(Saved entries)
►

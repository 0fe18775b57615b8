//! Savings jar editing page and endpoint.

use std::sync::{Arc, Mutex};

use axum::{
    extract::{FromRef, Path, State},
    http::StatusCode,
    response::{IntoResponse, Response},
};
use axum_extra::extract::Form;
use axum_htmx::HxRedirect;
use maud::{Markup, html};
use rusqlite::Connection;

use crate::{
    AppState, Error,
    database_id::JarId,
    endpoints,
    html::{FORM_CONTAINER_STYLE, base, currency_input_styles, submit_button},
    jar::{JarFormData, NewJar, SavingsJar, form::jar_form_fields, get_jar, update_jar},
    navigation::NavBar,
};

/// The state needed for editing a savings jar.
#[derive(Debug, Clone)]
pub struct EditJarState {
    pub db_connection: Arc<Mutex<Connection>>,
}

impl FromRef<AppState> for EditJarState {
    fn from_ref(state: &AppState) -> Self {
        Self {
            db_connection: state.db_connection.clone(),
        }
    }
}

/// Render the savings jar editing page.
pub async fn get_edit_jar_page(
    Path(jar_id): Path<JarId>,
    State(state): State<EditJarState>,
) -> Result<Response, Error> {
    let connection = state
        .db_connection
        .lock()
        .inspect_err(|error| tracing::error!("could not acquire database lock: {error}"))
        .map_err(|_| Error::DatabaseLockError)?;

    match get_jar(jar_id, &connection) {
        Ok(jar) => Ok(edit_jar_view(jar_id, Some(&jar)).into_response()),
        Err(Error::NotFound) => Ok(edit_jar_view(jar_id, None).into_response()),
        Err(error) => {
            tracing::error!("Failed to retrieve savings jar {jar_id}: {error}");
            Err(error)
        }
    }
}

/// Handle savings jar update form submission. The balance cannot be edited.
pub async fn update_jar_endpoint(
    Path(jar_id): Path<JarId>,
    State(state): State<EditJarState>,
    Form(form): Form<JarFormData>,
) -> Response {
    let jar = match NewJar::try_from(form) {
        Ok(jar) => jar,
        Err(error) => {
            tracing::warn!("Rejected invalid savings jar: {error}");
            return error.into_alert_response();
        }
    };

    let connection = match state.db_connection.lock() {
        Ok(connection) => connection,
        Err(error) => {
            tracing::error!("could not acquire database lock: {error}");
            return Error::DatabaseLockError.into_alert_response();
        }
    };

    match update_jar(jar_id, jar, &connection) {
        Ok(_) => (
            HxRedirect(endpoints::JARS_VIEW.to_owned()),
            StatusCode::SEE_OTHER,
        )
            .into_response(),
        Err(Error::UpdateMissingJar) => Error::UpdateMissingJar.into_alert_response(),
        Err(error) => {
            tracing::error!("An unexpected error occurred while updating savings jar {jar_id}: {error}");
            error.into_alert_response()
        }
    }
}

fn edit_jar_view(jar_id: JarId, jar: Option<&SavingsJar>) -> Markup {
    let edit_endpoint = endpoints::format_endpoint(endpoints::EDIT_JAR_VIEW, jar_id);
    let update_endpoint = endpoints::format_endpoint(endpoints::PUT_JAR, jar_id);
    let nav_bar = NavBar::new(&edit_endpoint).into_html();

    let content = html! {
        (nav_bar)

        div class=(FORM_CONTAINER_STYLE)
        {
            form
                hx-put=(update_endpoint)
                hx-target-error="#alert-container"
                class="w-full max-w-md space-y-4 md:space-y-6"
            {
                @if jar.is_none() {
                    p class="text-red-600 dark:text-red-400" { "Savings jar not found" }
                }

                (jar_form_fields(jar))

                (submit_button("Update Jar"))
            }
        }
    };

    base("Edit Savings Jar", &[currency_input_styles()], &content)
}
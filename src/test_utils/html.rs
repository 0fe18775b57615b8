use axum::{body::Body, response::Response};
use scraper::{Html, Selector};

async fn body_text(response: Response<Body>) -> String {
    let body = axum::body::to_bytes(response.into_body(), usize::MAX)
        .await
        .expect("Could not get response body");

    String::from_utf8_lossy(&body).to_string()
}

pub(crate) async fn parse_html_document(response: Response<Body>) -> Html {
    Html::parse_document(&body_text(response).await)
}

pub(crate) async fn parse_html_fragment(response: Response<Body>) -> Html {
    Html::parse_fragment(&body_text(response).await)
}

#[track_caller]
pub(crate) fn assert_valid_html(html: &Html) {
    assert!(
        html.errors.is_empty(),
        "Got HTML parsing errors: {:?}",
        html.errors
    );
}

/// The number of elements matching `selector`.
#[track_caller]
pub(crate) fn count_elements(html: &Html, selector: &str) -> usize {
    let selector = Selector::parse(selector).expect("Invalid selector");

    html.select(&selector).count()
}

/// The trimmed text of the first element matching `selector`.
#[track_caller]
pub(crate) fn must_get_text(html: &Html, selector: &str) -> String {
    let parsed = Selector::parse(selector).expect("Invalid selector");

    html.select(&parsed)
        .next()
        .unwrap_or_else(|| panic!("No element found for {selector}"))
        .text()
        .collect::<Vec<_>>()
        .join("")
        .split_whitespace()
        .collect::<Vec<_>>()
        .join(" ")
}
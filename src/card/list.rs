//! Cards listing page.

use std::sync::{Arc, Mutex};

use axum::{
    extract::{FromRef, State},
    response::{IntoResponse, Response},
};
use maud::{Markup, html};
use rusqlite::Connection;

use crate::{
    AppState, Error,
    card::{CreditCard, get_all_cards, total_available_limit},
    endpoints,
    html::{
        BADGE_STYLE, LINK_STYLE, PAGE_CONTAINER_STYLE, TABLE_CELL_STYLE, TABLE_HEADER_STYLE,
        TABLE_ROW_STYLE, base, edit_delete_action_links, format_currency, format_percent,
    },
    navigation::NavBar,
};

/// The state needed for the cards listing page.
#[derive(Debug, Clone)]
pub struct CardsPageState {
    pub db_connection: Arc<Mutex<Connection>>,
}

impl FromRef<AppState> for CardsPageState {
    fn from_ref(state: &AppState) -> Self {
        Self {
            db_connection: state.db_connection.clone(),
        }
    }
}

/// Render the cards listing page.
pub async fn get_cards_page(State(state): State<CardsPageState>) -> Result<Response, Error> {
    let connection = state
        .db_connection
        .lock()
        .inspect_err(|error| tracing::error!("could not acquire database lock: {error}"))
        .map_err(|_| Error::DatabaseLockError)?;

    let cards = get_all_cards(&connection)
        .inspect_err(|error| tracing::error!("Failed to retrieve cards: {error}"))?;

    Ok(cards_view(&cards).into_response())
}

fn cards_view(cards: &[CreditCard]) -> Markup {
    let nav_bar = NavBar::new(endpoints::CARDS_VIEW).into_html();
    let total_available = total_available_limit(cards);

    let table_row = |card: &CreditCard| {
        let detail_url = endpoints::format_endpoint(endpoints::CARD_VIEW, card.id);
        let edit_url = endpoints::format_endpoint(endpoints::EDIT_CARD_VIEW, card.id);
        let delete_url = endpoints::format_endpoint(endpoints::DELETE_CARD, card.id);
        let confirm_message = format!(
            "Are you sure you want to delete '{}'? Its entries will be kept without a card.",
            card.name
        );

        html!(
            tr class=(TABLE_ROW_STYLE)
            {
                td class=(TABLE_CELL_STYLE)
                {
                    a href=(detail_url) class=(LINK_STYLE) { (card.name) }

                    @if !card.is_active {
                        " "
                        span class=(BADGE_STYLE) { "Inactive" }
                    }
                }
                td class="px-6 py-4 text-right tabular-nums" { (format_currency(card.total_limit)) }
                td class="px-6 py-4 text-right tabular-nums" { (format_currency(card.available_limit)) }
                td class="px-6 py-4 text-right tabular-nums" { (format_percent(card.usage_percent())) }
                td class=(TABLE_CELL_STYLE) { (card.closing_day) }
                td class=(TABLE_CELL_STYLE) { (card.due_day) }
                td class=(TABLE_CELL_STYLE)
                {
                    div class="flex gap-4"
                    {
                        (edit_delete_action_links(
                            &edit_url,
                            &delete_url,
                            &confirm_message,
                            "closest tr",
                            "delete",
                        ))
                    }
                }
            }
        )
    };

    let content = html!(
        (nav_bar)

        main class=(PAGE_CONTAINER_STYLE)
        {
            section class="space-y-4 w-full lg:max-w-5xl"
            {
                header class="flex justify-between flex-wrap items-end"
                {
                    div
                    {
                        h1 class="text-xl font-bold" { "Credit Cards" }
                        p id="total-available" class="text-sm text-gray-600 dark:text-gray-400"
                        {
                            "Available on active cards: " (format_currency(total_available))
                        }
                    }

                    a href=(endpoints::NEW_CARD_VIEW) class=(LINK_STYLE) { "Register Card" }
                }

                div class="overflow-x-auto dark:bg-gray-800"
                {
                    table class="w-full text-sm text-left rtl:text-right
                        text-gray-500 dark:text-gray-400"
                    {
                        thead class=(TABLE_HEADER_STYLE)
                        {
                            tr
                            {
                                th scope="col" class=(TABLE_CELL_STYLE) { "Name" }
                                th scope="col" class="px-6 py-4 text-right" { "Total limit" }
                                th scope="col" class="px-6 py-4 text-right" { "Available" }
                                th scope="col" class="px-6 py-4 text-right" { "Used" }
                                th scope="col" class=(TABLE_CELL_STYLE) { "Closes" }
                                th scope="col" class=(TABLE_CELL_STYLE) { "Due" }
                                th scope="col" class=(TABLE_CELL_STYLE) { "Actions" }
                            }
                        }

                        tbody
                        {
                            @for card in cards {
                                (table_row(card))
                            }

                            @if cards.is_empty() {
                                tr
                                {
                                    td
                                        colspan="7"
                                        class="px-6 py-4 text-center
                                            text-gray-500 dark:text-gray-400"
                                    {
                                        "No cards registered yet. "
                                        a href=(endpoints::NEW_CARD_VIEW) class=(LINK_STYLE)
                                        {
                                            "Register your first card"
                                        }
                                    }
                                }
                            }
                        }
                    }
                }
            }
        }
    );

    base("Credit Cards", &[], &content)
}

◄

▶ EXERCISE DIRECTIONS
Your response should be the lines of the entries above that include the string "extract".

▶ WRITTEN SOLUTION
    extract::{FromRef, Path, State},
use axum_extra::extract::Form;
    extract::{FromRef, State},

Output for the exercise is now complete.